Smollett, who was released on bail from jail the day after he was charged on Feb. 20, is scheduled to appear in court next week. He has denied the allegations.

While it was not immediately clear why the grand jury indicted Smollett on 16 counts, it divides what prosecutors and police say the actor told the officer who responded to the initial call from what he said to the detective.

The second eight counts are more explosive because they include two things that helped propel the incident into an international sensation. The first is that by the time he talked to the detective, Smollett said he could see through the eye holes of one attacker's mask that he was a white man. The two brothers who allegedly participated are black.

"He took advantage of the pain and anger of racism to promote his career," Chicago Police Superintendent Eddie Johnson, who is black, told reporters the day Smollett was initially charged. Johnson said Smollett paid the two brothers $3,500 to carry out the staged attack.

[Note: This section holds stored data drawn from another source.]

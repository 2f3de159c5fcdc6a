// src/resilience/metrics.rs
// Per-operation execution metrics. Counters are monotonic; only
// consecutive_failures resets (on success or when the breaker opens).

use chrono::{DateTime, Utc};
use serde::{Deserialize, Serialize};

#[derive(Debug, Clone, Default, Serialize, Deserialize)]
pub struct OpMetrics {
    pub total: u64,
    pub successes: u64,
    pub failures: u64,
    pub retries: u64,
    pub circuit_open_events: u64,
    pub consecutive_failures: u32,
    pub last_error: Option<String>,
    pub last_started_at: Option<DateTime<Utc>>,
    pub last_succeeded_at: Option<DateTime<Utc>>,
    pub last_failed_at: Option<DateTime<Utc>>,
}

impl OpMetrics {
    pub fn success_rate(&self) -> f64 {
        if self.total == 0 {
            return 1.0;
        }
        self.successes as f64 / self.total as f64
    }
}
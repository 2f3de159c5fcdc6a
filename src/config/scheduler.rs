// src/config/scheduler.rs
// Scheduler configuration: tick cadence, configured reminders, heartbeat.

use serde::{Deserialize, Serialize};

use crate::queue::Lane;

use super::{env_parse, env_string};

/// A recurring reminder configured at startup. Identity is `id`.
#[derive(Debug, Clone, Serialize, Deserialize)]
pub struct ReminderConfig {
    pub id: String,
    pub prompt: String,
    pub interval_minutes: u64,
    #[serde(default)]
    pub lane: Lane,
    #[serde(default = "default_true")]
    pub enabled: bool,
}

fn default_true() -> bool {
    true
}

/// Singleton self-heartbeat reminder, synthesized into the recurring set
/// under id `self-heartbeat` when enabled.
#[derive(Debug, Clone, Serialize, Deserialize, PartialEq)]
#[serde(rename_all = "camelCase")]
pub struct HeartbeatConfig {
    pub enabled: bool,
    pub interval_minutes: u64,
    pub prompt: String,
}

impl Default for HeartbeatConfig {
    fn default() -> Self {
        Self {
            enabled: false,
            interval_minutes: 30,
            prompt: "Heartbeat: review your goals and pending work, and act on anything due."
                .to_string(),
        }
    }
}

#[derive(Debug, Clone, Serialize, Deserialize)]
pub struct SchedulerConfig {
    /// Tick cadence in seconds, floored to 1
    pub tick_seconds: u64,
    /// Reminders configured by the embedding front-end. Duplicate ids collapse
    /// (last wins).
    #[serde(default)]
    pub reminders: Vec<ReminderConfig>,
    pub heartbeat: HeartbeatConfig,
}

impl SchedulerConfig {
    pub fn from_env() -> Self {
        let heartbeat_enabled = env_parse("SCHEDULER_HEARTBEAT_ENABLED", false);
        let heartbeat_minutes: u64 = env_parse("SCHEDULER_HEARTBEAT_MINUTES", 30u64).max(1);

        Self {
            tick_seconds: env_parse("SCHEDULER_TICK_SECONDS", 15u64).max(1),
            reminders: Vec::new(),
            heartbeat: HeartbeatConfig {
                enabled: heartbeat_enabled,
                interval_minutes: heartbeat_minutes,
                prompt: env_string(
                    "SCHEDULER_HEARTBEAT_PROMPT",
                    &HeartbeatConfig::default().prompt,
                ),
            },
        }
    }
}
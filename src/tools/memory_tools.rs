// src/tools/memory_tools.rs
// Tool façade over the memory manager.

use serde_json::Value;
use std::sync::Arc;

use crate::memory::MemoryManager;

use super::{ToolBuilder, ToolSpec, properties};

pub fn memory_tools(memory: Arc<MemoryManager>) -> Vec<ToolSpec> {
    let write_schema = ToolBuilder::new(
        "write_memory_entry",
        "Append a durable note to long-term memory. Store 'semantic' holds facts and preferences; 'procedural' holds operating rules.",
    )
    .property(
        "store",
        properties::string_enum("Target store", &["semantic", "procedural"]),
        true,
    )
    .property("content", properties::description("The note to save"), true)
    .property(
        "section",
        properties::description(
            "Section heading, e.g. 'User Preferences', 'Known Facts', 'Operating Rules'",
        ),
        false,
    )
    .build();

    let goal_schema = ToolBuilder::new(
        "write_goal_entry",
        "Create or update a persistent goal, optionally with a progress note, status, and tags.",
    )
    .property("title", properties::description("Goal title"), true)
    .property("progress", properties::description("Progress note to append"), false)
    .property(
        "status",
        properties::string_enum(
            "New status",
            &["active", "completed", "paused", "cancelled"],
        ),
        false,
    )
    .property("tags", properties::string_array("Tags for the goal"), false)
    .build();

    let remember_schema = ToolBuilder::new(
        "remember_this",
        "Remember something the user said for future sessions. Saves a durable fact, logs it, and captures any goal it implies.",
    )
    .property("text", properties::description("What to remember"), true)
    .build();

    let for_write = memory.clone();
    let for_goal = memory.clone();
    let for_remember = memory;

    vec![
        ToolSpec::new(write_schema, move |args: Value| {
            let memory = for_write.clone();
            async move {
                let store = args
                    .get("store")
                    .and_then(|s| s.as_str())
                    .ok_or_else(|| anyhow::anyhow!("missing 'store'"))?;
                let content = args
                    .get("content")
                    .and_then(|c| c.as_str())
                    .ok_or_else(|| anyhow::anyhow!("missing 'content'"))?;
                let section = args.get("section").and_then(|s| s.as_str());
                Ok(memory.write_memory_entry(store, content, section).await)
            }
        }),
        ToolSpec::new(goal_schema, move |args: Value| {
            let memory = for_goal.clone();
            async move {
                let title = args
                    .get("title")
                    .and_then(|t| t.as_str())
                    .ok_or_else(|| anyhow::anyhow!("missing 'title'"))?;
                let progress = args.get("progress").and_then(|p| p.as_str());
                let status = args.get("status").and_then(|s| s.as_str());
                let tags: Vec<String> = args
                    .get("tags")
                    .and_then(|t| t.as_array())
                    .map(|arr| {
                        arr.iter()
                            .filter_map(|v| v.as_str())
                            .map(|s| s.to_string())
                            .collect()
                    })
                    .unwrap_or_default();
                Ok(memory.write_goal_entry(title, progress, status, &tags).await)
            }
        }),
        ToolSpec::new(remember_schema, move |args: Value| {
            let memory = for_remember.clone();
            async move {
                let text = args
                    .get("text")
                    .and_then(|t| t.as_str())
                    .ok_or_else(|| anyhow::anyhow!("missing 'text'"))?;
                Ok(memory.remember_this(text).await)
            }
        }),
    ]
}
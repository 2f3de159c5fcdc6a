// src/agent/guards.rs
// Post-hoc integrity guards. Each guard has a narrow precondition and an
// idempotent action, so several can fire in one turn without double-coercing
// the reply. They run after the model's final text, in a fixed order.

use regex::Regex;
use serde_json::json;
use std::sync::Arc;
use std::sync::LazyLock;
use tracing::info;

use crate::llm::{ChatMessage, ChatRequest, LlmClient};
use crate::memory::text::jaccard;
use crate::resilience::ResilientExecutor;
use crate::tools::ToolRegistry;

use super::planner::Plan;
use super::router;

static WALLET_QUESTION_RE: LazyLock<Regex> = LazyLock::new(|| {
    Regex::new(
        r"(?i)\bbalance\b|\b(?:wallet|deposit)\s+address\b|\bhow much\b.*\b(?:eth|crypto|hold|have)\b",
    )
    .expect("static pattern")
});

static WALLET_ADDRESS_HINT_RE: LazyLock<Regex> =
    LazyLock::new(|| Regex::new(r"(?i)\baddress\b").expect("static pattern"));

static REALTIME_RE: LazyLock<Regex> = LazyLock::new(|| {
    Regex::new(
        r"(?i)\b(current|latest|today|tonight|right now|this (?:week|morning)|breaking)\b|\b(price|news|weather|score|headline)s?\b",
    )
    .expect("static pattern")
});

static SEARCH_CLAIM_RE: LazyLock<Regex> = LazyLock::new(|| {
    Regex::new(r"(?i)\bi searched\b|\bsearch results\b|\baccording to (?:a|my|the) search\b|\bperplexity\b")
        .expect("static pattern")
});

static SOCIAL_CLAIM_RE: LazyLock<Regex> = LazyLock::new(|| {
    Regex::new(r"(?i)\bi (?:just )?(?:posted|tweeted)\b|\bthe post is (?:up|live)\b")
        .expect("static pattern")
});

static SCHEDULER_CLAIM_RE: LazyLock<Regex> = LazyLock::new(|| {
    Regex::new(r"(?i)\b(?:i(?:'ve| have)? (?:set|scheduled))\b|\breminder is set\b|\bi'll remind you\b")
        .expect("static pattern")
});

static PROMISE_RE: LazyLock<Regex> = LazyLock::new(|| {
    Regex::new(
        r"(?i)\bi'?ll (?:check|look|get|fetch|find|do)\b|\blet me (?:check|look|see|fetch|find)\b|\bgive me a (?:moment|second)\b|\bi(?:'m| am) going to (?:check|look)\b",
    )
    .expect("static pattern")
});

fn family_used(tools_used: &[String], prefix: &str) -> bool {
    tools_used.iter().any(|t| t.starts_with(prefix))
}

pub struct GuardContext<'a> {
    pub user_text: &'a str,
    pub tools_used: &'a [String],
    pub registry: &'a Arc<ToolRegistry>,
    pub llm: &'a Arc<dyn LlmClient>,
    pub executor: &'a ResilientExecutor,
    pub model: &'a str,
}

fn tool_ran(ctx: &GuardContext<'_>, fired: &[String], prefix: &str) -> bool {
    family_used(ctx.tools_used, prefix) || family_used(fired, prefix)
}

/// Guard 1: wallet questions must carry tool-backed numbers. If the user
/// asked about the wallet and no wallet tool ran, run it and prepend.
pub async fn wallet_guard(
    ctx: &GuardContext<'_>,
    reply: String,
    fired: &mut Vec<String>,
) -> String {
    if !WALLET_QUESTION_RE.is_match(ctx.user_text) || tool_ran(ctx, fired, "wallet_") {
        return reply;
    }

    let tool = if WALLET_ADDRESS_HINT_RE.is_match(ctx.user_text) {
        "wallet_address"
    } else {
        "wallet_balance"
    };
    info!("[GUARD] wallet question answered without {}, coercing", tool);

    let output = ctx.registry.dispatch(tool, json!({})).await;
    fired.push(tool.to_string());
    format!("{}\n\n{}", output, reply)
}

/// Guard 2: questions about live facts get rewritten against search results
/// when no realtime tool ran.
pub async fn realtime_guard(
    ctx: &GuardContext<'_>,
    reply: String,
    fired: &mut Vec<String>,
) -> String {
    if !REALTIME_RE.is_match(ctx.user_text) || tool_ran(ctx, fired, "perplexity_search") {
        return reply;
    }
    info!("[GUARD] realtime question answered without search, coercing");

    let results = ctx
        .registry
        .dispatch(
            "perplexity_search",
            json!({"query": ctx.user_text, "max_results": 5}),
        )
        .await;
    if results.starts_with("Error") || results.starts_with("Unknown tool") {
        return reply;
    }
    fired.push("perplexity_search".to_string());

    let rewrite = ChatRequest::new(
        ctx.model,
        vec![
            ChatMessage::system(
                "Rewrite the draft reply so every time-sensitive fact comes from the live \
                 results. Keep the answer short. Output only the final reply.",
            ),
            ChatMessage::user(format!(
                "Question: {}\n\nDraft reply: {}\n\nLive results:\n{}",
                ctx.user_text, reply, results
            )),
        ],
    )
    .with_sampling(0.3, 1024);

    match ctx
        .executor
        .execute("agent:realtime_rewrite", || ctx.llm.chat(rewrite.clone()))
        .await
    {
        Ok(completion) if !completion.content.trim().is_empty() => completion.content,
        _ => format!("{}\n\n{}", results, reply),
    }
}

/// Guard 3: replies that claim a tool family was used when it was not.
/// The deterministic-route equivalent runs and its output is prepended.
pub async fn claim_guards(
    ctx: &GuardContext<'_>,
    mut reply: String,
    fired: &mut Vec<String>,
) -> String {
    // Perplexity claim
    if SEARCH_CLAIM_RE.is_match(&reply) && !tool_ran(ctx, fired, "perplexity_search") {
        info!("[GUARD] reply claims a search that never ran");
        let output = ctx
            .registry
            .dispatch(
                "perplexity_search",
                json!({"query": ctx.user_text, "max_results": 5}),
            )
            .await;
        if !output.starts_with("Error") && !output.starts_with("Unknown tool") {
            fired.push("perplexity_search".to_string());
            reply = format!("{}\n\n{}", output, reply);
        }
    }

    // Social and scheduler claims coerce through the deterministic router,
    // so the side effect only fires when the user actually asked for it.
    let claims_social = SOCIAL_CLAIM_RE.is_match(&reply) && !tool_ran(ctx, fired, "social_");
    let claims_scheduler = SCHEDULER_CLAIM_RE.is_match(&reply)
        && !tool_ran(ctx, fired, "schedule_")
        && !tool_ran(ctx, fired, "set_heartbeat")
        && !tool_ran(ctx, fired, "list_reminders")
        && !tool_ran(ctx, fired, "cancel_reminder");

    if claims_social || claims_scheduler {
        if let Some(route) = router::route(ctx.user_text) {
            let social_route = route.tool.starts_with("social_");
            let scheduler_route = matches!(
                route.tool.as_str(),
                "schedule_reminder" | "cancel_reminder" | "list_reminders" | "set_heartbeat"
                    | "disable_heartbeat"
            );
            if (claims_social && social_route) || (claims_scheduler && scheduler_route) {
                info!("[GUARD] reply claims '{}' work that never ran", route.tool);
                let output = ctx.registry.dispatch(&route.tool, route.args).await;
                fired.push(route.tool);
                reply = format!("{}\n\n{}", output, reply);
            }
        }
    }

    reply
}

/// Guard 4 precondition: a tool-capable request got a promise instead of an
/// action. Runs after the coercing guards; anything they fired counts as
/// action, so only a genuinely unbacked promise triggers the retry.
pub fn promises_without_action(ctx: &GuardContext<'_>, fired: &[String], reply: &str) -> bool {
    if !ctx.tools_used.is_empty() || !fired.is_empty() {
        return false;
    }
    let tool_capable =
        router::route(ctx.user_text).is_some() || super::prompt::routing_hint(ctx.user_text).is_some();
    tool_capable && PROMISE_RE.is_match(reply)
}

pub const PROMISE_OVERRIDE: &str = "SYSTEM OVERRIDE: You answered with a promise instead of \
acting. Call the appropriate tool NOW, or reply exactly `BLOCKED: <reason>` if no tool can \
satisfy the request. Do not promise future action.";

/// Guard 5: append a per-step status footer when a plan exists. A step
/// counts as done when its wording overlaps what actually happened this turn.
pub fn plan_footer(plan: &Plan, reply: &str, activity: &str) -> String {
    let happened = format!("{}\n{}", reply, activity);
    let mut footer = String::from("\n\nPlan status:");
    for step in &plan.steps {
        let done = jaccard(step, &happened) >= 0.2;
        footer.push_str(&format!(
            "\n- [{}] {}",
            if done { "done" } else { "pending" },
            step
        ));
    }
    format!("{}{}", reply, footer)
}

#[cfg(test)]
mod tests {
    use super::*;

    #[test]
    fn test_promise_detection() {
        assert!(PROMISE_RE.is_match("I'll check the balance for you"));
        assert!(PROMISE_RE.is_match("Let me look into the latest news"));
        assert!(!PROMISE_RE.is_match("Your balance is 2 ETH"));
    }

    #[test]
    fn test_claim_patterns() {
        assert!(SEARCH_CLAIM_RE.is_match("I searched the web and found nothing"));
        assert!(SOCIAL_CLAIM_RE.is_match("I posted the update just now"));
        assert!(SCHEDULER_CLAIM_RE.is_match("I've set a reminder for tomorrow"));
    }

    #[test]
    fn test_plan_footer_marks_overlap() {
        let plan = Plan {
            goal: "ship".into(),
            steps: vec![
                "check the wallet balance".into(),
                "write the launch post".into(),
                "schedule the follow-up".into(),
            ],
            completion_criteria: vec![],
        };
        let reply = "Checked the wallet balance: 2 ETH.";
        let out = plan_footer(&plan, reply, "wallet_balance");
        assert!(out.contains("- [done] check the wallet balance"));
        assert!(out.contains("- [pending] write the launch post"));
    }
}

The second eight counts also include the allegation that Smollett told the detective one of the attackers looped a rope around his neck — a detail that both Johnson and the judge who set Smollett's bond said was a particularly offensive use of a symbol of the ugly history of black lynchings in the United States.

The indictment, written in the dry legal language, does not include new details.

It says that Smollett knew at the time he relayed his account that he had "no reasonable ground that such an offense had been committed."

Since Smollett's arrest, the producers of "Empire" announced that the actor's character would be removed from the season's final two episodes.